## About this task:
Search the material below for the string "names". Return every line that holds it.

## Extracted information:
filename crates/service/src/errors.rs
use domain::{DomainError, PersonId, TodoId};
use thiserror::Error;

/// Failure inside a persistence adapter. The service treats the backend as
/// opaque; adapters stringify their own error types.
#[derive(Debug, Clone, Error)]
pub enum StoreError {
    #[error("Persistence error: {0}")]
    Backend(String),
}

/// Failure to hand a message to the queue or topic, reported after the
/// adapter has exhausted its own retries.
#[derive(Debug, Clone, Error)]
pub enum MessagingError {
    #[error("Message delivery failed: {0}")]
    Delivery(String),
}

#[derive(Debug, Clone, Error)]
pub enum ServiceError {
    #[error("Invalid todo ID: {0}")]
    TodoNotFound(TodoId),

    #[error("Invalid person ID: {0}")]
    PersonNotFound(PersonId),

    /// A (todo, collaborator) pair that resolves to no pending request.
    /// Distinct from the id-level NotFound variants above.
    #[error("Invalid todo or collaborator.")]
    CollaborationRequestNotFound,

    #[error(transparent)]
    Domain(#[from] DomainError),

    #[error(transparent)]
    Store(#[from] StoreError),
}

pub type ServiceResult<T> = Result<T, ServiceError>;
pub mod client;
pub mod messaging;
pub mod retry;
pub mod stores;

pub use client::*;
pub use messaging::AwsMessagingGateway;
pub use retry::RetryPolicy;
pub use stores::{DynamoCollaborationStore, DynamoPersonStore, DynamoTodoStore};
use crate::errors::{MessagingError, StoreError};
use async_trait::async_trait;
use domain::{CollaborationRequest, Person, PersonId, Todo, TodoId};

#[async_trait]
pub trait TodoStore: Send + Sync {
    async fn find(&self, id: &TodoId) -> Result<Option<Todo>, StoreError>;

    /// Insert or update. Persisting a todo carries its collaboration
    /// requests with it; removal of the todo removes them too.
    async fn save(&self, todo: Todo) -> Result<Todo, StoreError>;
}

#[async_trait]
pub trait PersonStore: Send + Sync {
    async fn find(&self, id: &PersonId) -> Result<Option<Person>, StoreError>;

    /// Display names are unique, so this is the login-key lookup.
    async fn find_by_name(&self, name: &str) -> Result<Option<Person>, StoreError>;

    async fn save(&self, person: Person) -> Result<Person, StoreError>;
}

#[async_trait]
pub trait CollaborationStore: Send + Sync {
    async fn find_by_todo_and_collaborator(
        &self,
        todo_id: &TodoId,
        collaborator_id: &PersonId,
    ) -> Result<Option<CollaborationRequest>, StoreError>;

    async fn delete(&self, request: &CollaborationRequest) -> Result<(), StoreError>;
}

/// Outbound messaging: point-to-point queue delivery for invitation tokens
/// and fan-out notification publishing for confirmations. Queue and topic
/// names are configuration, supplied by the caller on every send.
#[async_trait]
pub trait MessagingGateway: Send + Sync {
    async fn send_to_queue(
        &self,
        queue: &str,
        request: &CollaborationRequest,
    ) -> Result<(), MessagingError>;

    async fn publish_notification(
        &self,
        topic: &str,
        payload: &str,
        subject: &str,
    ) -> Result<(), MessagingError>;
}
use thiserror::Error;

#[derive(Debug, Clone, Error)]
pub enum DomainError {
    #[error("Invalid todo ID: {0}")]
    InvalidTodoId(String),

    #[error("Invalid person ID: {0}")]
    InvalidPersonId(String),

    #[error("Invalid collaboration request ID: {0}")]
    InvalidCollaborationRequestId(String),

    #[error("Validation error: {0}")]
    Validation(String),
}

pub type DomainResult<T> = Result<T, DomainError>;
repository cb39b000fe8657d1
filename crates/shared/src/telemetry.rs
use tracing_subscriber::{layer::SubscriberExt, util::SubscriberInitExt, EnvFilter};

/// Initialize the tracing subscriber: structured JSON output, filtered via
/// `RUST_LOG`. Safe to call once per process.
pub fn init_tracing() -> Result<(), Box<dyn std::error::Error + Send + Sync>> {
    tracing_subscriber::registry()
        .with(tracing_subscriber::fmt::layer().with_target(false).json())
        .with(EnvFilter::from_default_env())
        .try_init()?;

    Ok(())
}
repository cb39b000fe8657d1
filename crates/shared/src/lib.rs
pub mod config;
pub mod telemetry;
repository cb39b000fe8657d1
use crate::identifiers::{PersonId, TodoId};
use chrono::{DateTime, Utc};
use serde::{Deserialize, Serialize};
use sha3::{Digest, Sha3_256};
use subtle::ConstantTimeEq;

/// Single-use confirmation token attached to a collaboration request.
///
/// The token is an opaque bearer secret: a SHA3-256 hex digest over the todo
/// id, the collaborator id, and the issuance timestamp at nanosecond
/// precision. The timestamp is never stored, so the value cannot be
/// re-derived later; only the stored digest is compared at confirmation
/// time, in constant time.
#[derive(Debug, Clone, PartialEq, Eq, Serialize, Deserialize)]
#[serde(transparent)]
pub struct ConfirmationToken(String);

impl ConfirmationToken {
    pub fn issue(todo_id: &TodoId, collaborator_id: &PersonId, issued_at: DateTime<Utc>) -> Self {
        let mut hasher = Sha3_256::new();
        hasher.update(todo_id.as_str().as_bytes());
        hasher.update(b"/");
        hasher.update(collaborator_id.as_str().as_bytes());
        hasher.update(b"/");
        hasher.update(
            issued_at
                .timestamp_nanos_opt()
                .unwrap_or_else(|| issued_at.timestamp_micros())
                .to_be_bytes(),
        );
        Self(hex::encode(hasher.finalize()))
    }

    /// Rehydrate a token read back from storage or a message payload.
    pub fn from_string(token: String) -> Self {
        Self(token)
    }

    pub fn matches(&self, supplied: &str) -> bool {
        self.0.as_bytes().ct_eq(supplied.as_bytes()).into()
    }

    pub fn as_str(&self) -> &str {
        &self.0
    }
}

#[cfg(test)]
mod tests {
    use super::*;
    use chrono::Duration;

    #[test]
    fn token_is_a_sha3_256_hex_digest() {
        let token = ConfirmationToken::issue(&TodoId::new(), &PersonId::new(), Utc::now());
        assert_eq!(token.as_str().len(), 64);
        assert!(token.as_str().chars().all(|c| c.is_ascii_hexdigit()));
    }

    #[test]
    fn same_inputs_produce_the_same_token() {
        let todo_id = TodoId::new();
        let collaborator = PersonId::new();
        let issued_at = Utc::now();

        let a = ConfirmationToken::issue(&todo_id, &collaborator, issued_at);
        let b = ConfirmationToken::issue(&todo_id, &collaborator, issued_at);
        assert_eq!(a, b);
    }

    #[test]
    fn issuance_time_changes_the_token() {
        let todo_id = TodoId::new();
        let collaborator = PersonId::new();
        let issued_at = Utc::now();

        let a = ConfirmationToken::issue(&todo_id, &collaborator, issued_at);
        let b = ConfirmationToken::issue(&todo_id, &collaborator, issued_at + Duration::nanoseconds(1));
        assert_ne!(a, b);
    }

    #[test]
    fn different_collaborators_get_different_tokens() {
        let todo_id = TodoId::new();
        let issued_at = Utc::now();

        let a = ConfirmationToken::issue(&todo_id, &PersonId::new(), issued_at);
        let b = ConfirmationToken::issue(&todo_id, &PersonId::new(), issued_at);
        assert_ne!(a, b);
    }

    #[test]
    fn matches_compares_exactly() {
        let token = ConfirmationToken::issue(&TodoId::new(), &PersonId::new(), Utc::now());
        assert!(token.matches(token.as_str()));
        assert!(!token.matches("deadbeef"));
        assert!(!token.matches(&token.as_str()[..63]));
    }
}
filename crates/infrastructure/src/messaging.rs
use crate::retry::RetryPolicy;
use async_trait::async_trait;
use domain::CollaborationRequest;
use service::{MessagingError, MessagingGateway};
use tracing::debug;

/// SQS point-to-point delivery plus SNS fan-out, with bounded retry around
/// each send. A send that survives the retry budget comes back as a
/// [`MessagingError`]; the workflow logs it rather than failing, because the
/// persisted state is authoritative.
pub struct AwsMessagingGateway {
    sqs: aws_sdk_sqs::Client,
    sns: aws_sdk_sns::Client,
    retry: RetryPolicy,
}

impl AwsMessagingGateway {
    pub fn new(sqs: aws_sdk_sqs::Client, sns: aws_sdk_sns::Client) -> Self {
        Self {
            sqs,
            sns,
            retry: RetryPolicy::default(),
        }
    }

    pub fn with_retry(mut self, retry: RetryPolicy) -> Self {
        self.retry = retry;
        self
    }

    async fn queue_url(&self, queue: &str) -> Result<String, MessagingError> {
        let result = self
            .sqs
            .get_queue_url()
            .queue_name(queue)
            .send()
            .await
            .map_err(|e| MessagingError::Delivery(e.to_string()))?;

        result
            .queue_url()
            .map(str::to_string)
            .ok_or_else(|| MessagingError::Delivery(format!("no URL for queue {queue}")))
    }
}

#[async_trait]
impl MessagingGateway for AwsMessagingGateway {
    async fn send_to_queue(
        &self,
        queue: &str,
        request: &CollaborationRequest,
    ) -> Result<(), MessagingError> {
        let body = serde_json::to_string(request)
            .map_err(|e| MessagingError::Delivery(e.to_string()))?;

        self.retry
            .run(|| async {
                let queue_url = self.queue_url(queue).await?;
                self.sqs
                    .send_message()
                    .queue_url(queue_url)
                    .message_body(body.clone())
                    .send()
                    .await
                    .map_err(|e| MessagingError::Delivery(e.to_string()))?;
                Ok(())
            })
            .await?;

        debug!(request_id = %request.id, queue, "collaboration request enqueued");
        Ok(())
    }

    async fn publish_notification(
        &self,
        topic: &str,
        payload: &str,
        subject: &str,
    ) -> Result<(), MessagingError> {
        self.retry
            .run(|| async {
                self.sns
                    .publish()
                    .topic_arn(topic)
                    .message(payload)
                    .subject(subject)
                    .send()
                    .await
                    .map_err(|e| MessagingError::Delivery(e.to_string()))?;
                Ok(())
            })
            .await?;

        debug!(topic, subject, "notification published");
        Ok(())
    }
}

## Result of this exercise:
    /// Display names are unique, so this is the login-key lookup.
/// names are configuration, supplied by the caller on every send.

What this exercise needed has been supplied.